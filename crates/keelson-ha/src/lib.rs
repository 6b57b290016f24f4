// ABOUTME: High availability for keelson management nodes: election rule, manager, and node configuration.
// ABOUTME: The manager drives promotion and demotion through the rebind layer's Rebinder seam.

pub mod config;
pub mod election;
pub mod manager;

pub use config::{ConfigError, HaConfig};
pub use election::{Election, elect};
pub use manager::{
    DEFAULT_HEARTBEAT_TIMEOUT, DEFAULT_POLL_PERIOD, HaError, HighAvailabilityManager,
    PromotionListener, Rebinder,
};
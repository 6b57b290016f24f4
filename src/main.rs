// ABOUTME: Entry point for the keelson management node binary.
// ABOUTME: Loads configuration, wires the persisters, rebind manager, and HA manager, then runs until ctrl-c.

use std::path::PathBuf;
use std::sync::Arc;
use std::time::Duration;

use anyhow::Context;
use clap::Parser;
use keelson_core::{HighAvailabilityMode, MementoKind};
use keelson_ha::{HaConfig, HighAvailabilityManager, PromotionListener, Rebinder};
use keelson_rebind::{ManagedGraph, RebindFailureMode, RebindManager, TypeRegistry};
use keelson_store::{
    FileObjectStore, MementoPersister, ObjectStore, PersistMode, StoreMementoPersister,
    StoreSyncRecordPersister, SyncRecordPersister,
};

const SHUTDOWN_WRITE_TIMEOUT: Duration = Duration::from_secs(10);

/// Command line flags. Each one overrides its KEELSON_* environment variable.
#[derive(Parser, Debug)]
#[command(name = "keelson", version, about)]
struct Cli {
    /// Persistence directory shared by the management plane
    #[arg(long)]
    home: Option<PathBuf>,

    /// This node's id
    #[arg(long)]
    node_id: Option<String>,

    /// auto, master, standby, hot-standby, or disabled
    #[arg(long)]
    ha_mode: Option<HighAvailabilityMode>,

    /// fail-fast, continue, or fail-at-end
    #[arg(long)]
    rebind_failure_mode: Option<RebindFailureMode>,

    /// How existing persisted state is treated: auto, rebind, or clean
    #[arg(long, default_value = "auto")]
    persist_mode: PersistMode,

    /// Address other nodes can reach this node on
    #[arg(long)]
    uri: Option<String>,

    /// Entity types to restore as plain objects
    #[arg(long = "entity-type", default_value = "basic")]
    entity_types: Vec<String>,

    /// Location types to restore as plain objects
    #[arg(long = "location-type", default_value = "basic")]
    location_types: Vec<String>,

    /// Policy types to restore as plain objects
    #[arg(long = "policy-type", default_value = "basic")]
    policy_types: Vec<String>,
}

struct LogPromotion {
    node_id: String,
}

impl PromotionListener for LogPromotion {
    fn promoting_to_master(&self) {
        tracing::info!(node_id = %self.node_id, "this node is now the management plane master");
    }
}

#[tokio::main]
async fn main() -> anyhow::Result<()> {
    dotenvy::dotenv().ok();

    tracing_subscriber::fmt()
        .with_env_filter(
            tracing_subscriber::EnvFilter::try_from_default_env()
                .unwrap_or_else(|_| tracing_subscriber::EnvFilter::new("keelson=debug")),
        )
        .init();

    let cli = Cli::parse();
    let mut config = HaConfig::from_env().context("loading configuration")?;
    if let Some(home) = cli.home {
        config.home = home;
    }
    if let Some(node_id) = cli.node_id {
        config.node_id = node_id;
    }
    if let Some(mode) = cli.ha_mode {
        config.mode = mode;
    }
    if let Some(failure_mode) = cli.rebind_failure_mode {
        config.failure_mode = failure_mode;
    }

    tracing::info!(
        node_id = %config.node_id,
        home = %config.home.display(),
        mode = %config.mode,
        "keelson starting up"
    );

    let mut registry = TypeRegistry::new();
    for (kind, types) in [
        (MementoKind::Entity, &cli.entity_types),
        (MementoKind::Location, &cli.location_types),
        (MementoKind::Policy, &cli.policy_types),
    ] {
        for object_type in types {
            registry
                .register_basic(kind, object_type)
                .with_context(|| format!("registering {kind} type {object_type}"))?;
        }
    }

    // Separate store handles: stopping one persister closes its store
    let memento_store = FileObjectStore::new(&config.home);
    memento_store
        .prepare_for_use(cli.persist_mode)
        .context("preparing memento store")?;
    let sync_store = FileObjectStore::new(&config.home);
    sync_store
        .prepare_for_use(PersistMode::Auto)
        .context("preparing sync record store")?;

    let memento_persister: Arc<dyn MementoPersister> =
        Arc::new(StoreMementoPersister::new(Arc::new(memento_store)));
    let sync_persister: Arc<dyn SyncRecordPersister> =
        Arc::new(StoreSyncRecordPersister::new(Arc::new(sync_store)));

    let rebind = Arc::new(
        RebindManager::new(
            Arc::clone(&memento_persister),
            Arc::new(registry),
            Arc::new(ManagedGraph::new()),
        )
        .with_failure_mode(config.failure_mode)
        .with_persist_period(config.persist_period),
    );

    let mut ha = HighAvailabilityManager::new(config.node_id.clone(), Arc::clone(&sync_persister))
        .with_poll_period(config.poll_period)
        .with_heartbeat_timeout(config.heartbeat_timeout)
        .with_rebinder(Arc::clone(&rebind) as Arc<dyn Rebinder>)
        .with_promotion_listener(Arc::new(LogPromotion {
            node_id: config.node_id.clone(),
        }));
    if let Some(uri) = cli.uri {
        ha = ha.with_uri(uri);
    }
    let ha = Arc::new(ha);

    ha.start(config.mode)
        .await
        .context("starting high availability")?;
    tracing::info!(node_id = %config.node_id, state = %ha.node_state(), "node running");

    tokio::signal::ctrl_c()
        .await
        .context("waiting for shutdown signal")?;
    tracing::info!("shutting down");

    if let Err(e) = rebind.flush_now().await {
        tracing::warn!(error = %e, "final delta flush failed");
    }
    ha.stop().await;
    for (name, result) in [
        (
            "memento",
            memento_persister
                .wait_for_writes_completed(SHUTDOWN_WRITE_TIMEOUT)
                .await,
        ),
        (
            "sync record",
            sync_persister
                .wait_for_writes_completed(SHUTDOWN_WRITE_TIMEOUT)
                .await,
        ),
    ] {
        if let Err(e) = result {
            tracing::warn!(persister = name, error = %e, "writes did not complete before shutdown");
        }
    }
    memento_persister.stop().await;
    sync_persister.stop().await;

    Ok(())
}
==
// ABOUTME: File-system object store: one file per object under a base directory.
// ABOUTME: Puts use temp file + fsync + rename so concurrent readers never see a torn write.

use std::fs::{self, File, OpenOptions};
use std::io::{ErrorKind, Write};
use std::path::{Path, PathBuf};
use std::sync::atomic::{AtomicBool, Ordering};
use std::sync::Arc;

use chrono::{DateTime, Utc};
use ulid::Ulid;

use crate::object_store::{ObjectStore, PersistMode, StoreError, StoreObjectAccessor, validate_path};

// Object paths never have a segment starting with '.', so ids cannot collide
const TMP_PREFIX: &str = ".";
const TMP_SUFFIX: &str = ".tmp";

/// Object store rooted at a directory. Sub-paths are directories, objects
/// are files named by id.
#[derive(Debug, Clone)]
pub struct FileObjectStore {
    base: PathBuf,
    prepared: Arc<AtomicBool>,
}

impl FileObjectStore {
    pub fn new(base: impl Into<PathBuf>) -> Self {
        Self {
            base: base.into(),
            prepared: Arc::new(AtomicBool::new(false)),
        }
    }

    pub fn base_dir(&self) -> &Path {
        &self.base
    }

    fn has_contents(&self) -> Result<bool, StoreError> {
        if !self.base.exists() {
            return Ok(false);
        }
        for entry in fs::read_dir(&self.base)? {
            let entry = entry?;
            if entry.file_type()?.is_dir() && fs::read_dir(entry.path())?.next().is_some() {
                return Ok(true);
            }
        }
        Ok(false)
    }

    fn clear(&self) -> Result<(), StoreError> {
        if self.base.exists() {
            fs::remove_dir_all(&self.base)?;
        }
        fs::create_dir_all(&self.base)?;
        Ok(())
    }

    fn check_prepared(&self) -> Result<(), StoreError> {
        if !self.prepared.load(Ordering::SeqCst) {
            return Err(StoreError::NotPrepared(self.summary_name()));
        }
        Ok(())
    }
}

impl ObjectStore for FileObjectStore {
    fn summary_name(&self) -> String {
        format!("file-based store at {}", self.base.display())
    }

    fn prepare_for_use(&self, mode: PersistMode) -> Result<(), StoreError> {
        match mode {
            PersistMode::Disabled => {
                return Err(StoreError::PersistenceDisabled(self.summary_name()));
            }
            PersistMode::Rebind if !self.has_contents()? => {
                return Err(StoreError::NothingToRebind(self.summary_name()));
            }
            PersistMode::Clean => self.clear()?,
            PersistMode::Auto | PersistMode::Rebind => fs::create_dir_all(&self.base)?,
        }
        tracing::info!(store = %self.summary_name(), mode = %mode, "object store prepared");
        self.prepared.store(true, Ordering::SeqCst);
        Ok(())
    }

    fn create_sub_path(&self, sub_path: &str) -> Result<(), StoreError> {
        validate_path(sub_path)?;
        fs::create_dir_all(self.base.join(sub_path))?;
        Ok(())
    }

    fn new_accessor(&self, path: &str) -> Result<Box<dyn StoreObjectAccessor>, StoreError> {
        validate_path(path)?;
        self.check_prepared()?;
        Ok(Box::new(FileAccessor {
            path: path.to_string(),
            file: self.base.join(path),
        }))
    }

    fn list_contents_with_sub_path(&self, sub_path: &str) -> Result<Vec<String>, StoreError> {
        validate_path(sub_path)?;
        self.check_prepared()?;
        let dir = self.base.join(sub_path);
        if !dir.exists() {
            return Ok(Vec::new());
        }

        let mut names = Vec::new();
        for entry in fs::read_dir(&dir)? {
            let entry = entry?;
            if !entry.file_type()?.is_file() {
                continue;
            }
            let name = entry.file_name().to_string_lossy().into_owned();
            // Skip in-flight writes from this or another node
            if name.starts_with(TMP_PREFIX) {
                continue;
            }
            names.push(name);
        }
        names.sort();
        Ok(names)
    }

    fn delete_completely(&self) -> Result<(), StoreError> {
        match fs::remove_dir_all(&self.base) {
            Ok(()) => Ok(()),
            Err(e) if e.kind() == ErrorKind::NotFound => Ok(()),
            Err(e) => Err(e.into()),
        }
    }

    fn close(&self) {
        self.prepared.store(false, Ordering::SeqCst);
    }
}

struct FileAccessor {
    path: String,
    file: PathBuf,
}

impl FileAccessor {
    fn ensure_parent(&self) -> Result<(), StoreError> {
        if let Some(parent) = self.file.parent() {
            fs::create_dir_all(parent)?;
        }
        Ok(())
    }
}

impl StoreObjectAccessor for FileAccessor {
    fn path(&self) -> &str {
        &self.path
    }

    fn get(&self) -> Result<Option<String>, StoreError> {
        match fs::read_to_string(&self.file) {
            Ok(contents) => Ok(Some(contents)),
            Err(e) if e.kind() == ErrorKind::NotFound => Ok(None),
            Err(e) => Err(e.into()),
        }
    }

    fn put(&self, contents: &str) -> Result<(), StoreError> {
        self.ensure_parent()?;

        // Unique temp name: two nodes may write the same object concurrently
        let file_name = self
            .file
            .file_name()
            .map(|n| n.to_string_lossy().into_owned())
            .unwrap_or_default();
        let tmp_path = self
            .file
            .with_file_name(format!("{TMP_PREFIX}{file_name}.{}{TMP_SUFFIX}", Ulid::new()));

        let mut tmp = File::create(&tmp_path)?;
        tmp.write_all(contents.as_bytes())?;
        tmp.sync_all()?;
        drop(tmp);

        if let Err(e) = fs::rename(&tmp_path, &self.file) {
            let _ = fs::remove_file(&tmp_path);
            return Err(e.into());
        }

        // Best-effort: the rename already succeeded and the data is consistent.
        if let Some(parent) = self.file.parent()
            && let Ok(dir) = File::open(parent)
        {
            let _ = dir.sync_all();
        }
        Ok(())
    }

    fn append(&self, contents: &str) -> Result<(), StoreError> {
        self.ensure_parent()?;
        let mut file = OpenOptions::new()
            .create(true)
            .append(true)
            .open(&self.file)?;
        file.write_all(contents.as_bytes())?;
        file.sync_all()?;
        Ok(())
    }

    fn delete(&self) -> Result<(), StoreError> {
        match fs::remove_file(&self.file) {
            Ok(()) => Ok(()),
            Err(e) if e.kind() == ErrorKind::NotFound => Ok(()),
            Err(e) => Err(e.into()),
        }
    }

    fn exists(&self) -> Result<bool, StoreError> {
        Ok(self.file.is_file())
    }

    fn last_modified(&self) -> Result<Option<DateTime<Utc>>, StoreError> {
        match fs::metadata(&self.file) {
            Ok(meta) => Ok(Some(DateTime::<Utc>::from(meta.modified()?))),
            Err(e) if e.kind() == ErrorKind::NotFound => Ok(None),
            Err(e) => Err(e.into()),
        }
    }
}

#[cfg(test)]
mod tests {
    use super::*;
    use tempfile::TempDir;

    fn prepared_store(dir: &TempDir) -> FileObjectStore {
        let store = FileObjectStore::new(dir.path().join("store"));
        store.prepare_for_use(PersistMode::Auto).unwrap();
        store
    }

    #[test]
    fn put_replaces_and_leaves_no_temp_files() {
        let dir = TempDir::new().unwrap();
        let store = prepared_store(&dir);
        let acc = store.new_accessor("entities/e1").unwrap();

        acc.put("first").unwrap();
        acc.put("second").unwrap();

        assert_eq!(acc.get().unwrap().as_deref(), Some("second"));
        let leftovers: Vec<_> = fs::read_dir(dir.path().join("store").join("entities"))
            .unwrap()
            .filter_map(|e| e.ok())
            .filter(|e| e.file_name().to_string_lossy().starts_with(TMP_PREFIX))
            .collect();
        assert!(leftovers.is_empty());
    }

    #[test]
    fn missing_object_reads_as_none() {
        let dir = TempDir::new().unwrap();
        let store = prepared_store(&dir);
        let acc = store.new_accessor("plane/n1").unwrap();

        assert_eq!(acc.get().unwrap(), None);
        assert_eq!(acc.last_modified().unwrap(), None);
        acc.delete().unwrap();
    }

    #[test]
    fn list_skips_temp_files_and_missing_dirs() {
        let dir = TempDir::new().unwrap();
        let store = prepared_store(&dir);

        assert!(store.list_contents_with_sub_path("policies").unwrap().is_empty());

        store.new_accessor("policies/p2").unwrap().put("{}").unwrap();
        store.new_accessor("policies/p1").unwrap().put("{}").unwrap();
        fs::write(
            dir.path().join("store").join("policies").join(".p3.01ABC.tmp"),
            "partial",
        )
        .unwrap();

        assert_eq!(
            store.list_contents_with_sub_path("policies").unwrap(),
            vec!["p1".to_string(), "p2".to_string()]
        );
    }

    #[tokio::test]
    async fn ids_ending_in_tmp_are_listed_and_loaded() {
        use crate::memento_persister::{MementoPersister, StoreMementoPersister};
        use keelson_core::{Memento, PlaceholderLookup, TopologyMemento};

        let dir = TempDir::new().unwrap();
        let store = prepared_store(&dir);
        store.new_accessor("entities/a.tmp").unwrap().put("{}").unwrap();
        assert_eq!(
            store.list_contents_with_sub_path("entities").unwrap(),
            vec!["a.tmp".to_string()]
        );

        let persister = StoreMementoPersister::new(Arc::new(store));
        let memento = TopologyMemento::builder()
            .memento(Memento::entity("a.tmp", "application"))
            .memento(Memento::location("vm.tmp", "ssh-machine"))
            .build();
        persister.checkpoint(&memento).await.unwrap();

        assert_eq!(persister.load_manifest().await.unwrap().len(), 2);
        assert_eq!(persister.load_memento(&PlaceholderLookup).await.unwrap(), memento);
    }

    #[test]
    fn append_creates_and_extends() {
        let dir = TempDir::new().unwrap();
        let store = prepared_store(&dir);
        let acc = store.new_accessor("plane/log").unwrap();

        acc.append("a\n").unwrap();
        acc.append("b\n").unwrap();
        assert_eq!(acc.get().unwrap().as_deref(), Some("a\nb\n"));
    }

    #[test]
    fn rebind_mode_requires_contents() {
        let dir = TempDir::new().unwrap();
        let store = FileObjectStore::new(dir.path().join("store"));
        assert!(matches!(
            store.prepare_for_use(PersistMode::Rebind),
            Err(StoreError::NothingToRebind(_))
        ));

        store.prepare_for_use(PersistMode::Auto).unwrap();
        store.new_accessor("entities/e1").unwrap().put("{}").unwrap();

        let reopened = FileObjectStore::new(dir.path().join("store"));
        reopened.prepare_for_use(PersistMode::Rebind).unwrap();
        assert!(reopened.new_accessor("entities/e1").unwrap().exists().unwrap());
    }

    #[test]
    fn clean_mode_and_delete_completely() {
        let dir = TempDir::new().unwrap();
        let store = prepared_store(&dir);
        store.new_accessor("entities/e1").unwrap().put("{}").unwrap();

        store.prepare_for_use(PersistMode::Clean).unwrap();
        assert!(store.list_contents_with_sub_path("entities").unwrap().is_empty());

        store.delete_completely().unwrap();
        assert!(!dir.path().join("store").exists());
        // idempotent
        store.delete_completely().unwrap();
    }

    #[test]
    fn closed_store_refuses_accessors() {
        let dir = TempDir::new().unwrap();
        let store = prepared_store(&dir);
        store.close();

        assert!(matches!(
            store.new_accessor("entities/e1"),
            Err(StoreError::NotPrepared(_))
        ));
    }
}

Problem statement —
Pull each line containing the word "management" out of the data above.

Result of the exercise —
// ABOUTME: High availability for keelson management nodes: election rule, manager, and node configuration.
// ABOUTME: Entry point for the keelson management node binary.
    /// Persistence directory shared by the management plane
        tracing::info!(node_id = %self.node_id, "this node is now the management plane master");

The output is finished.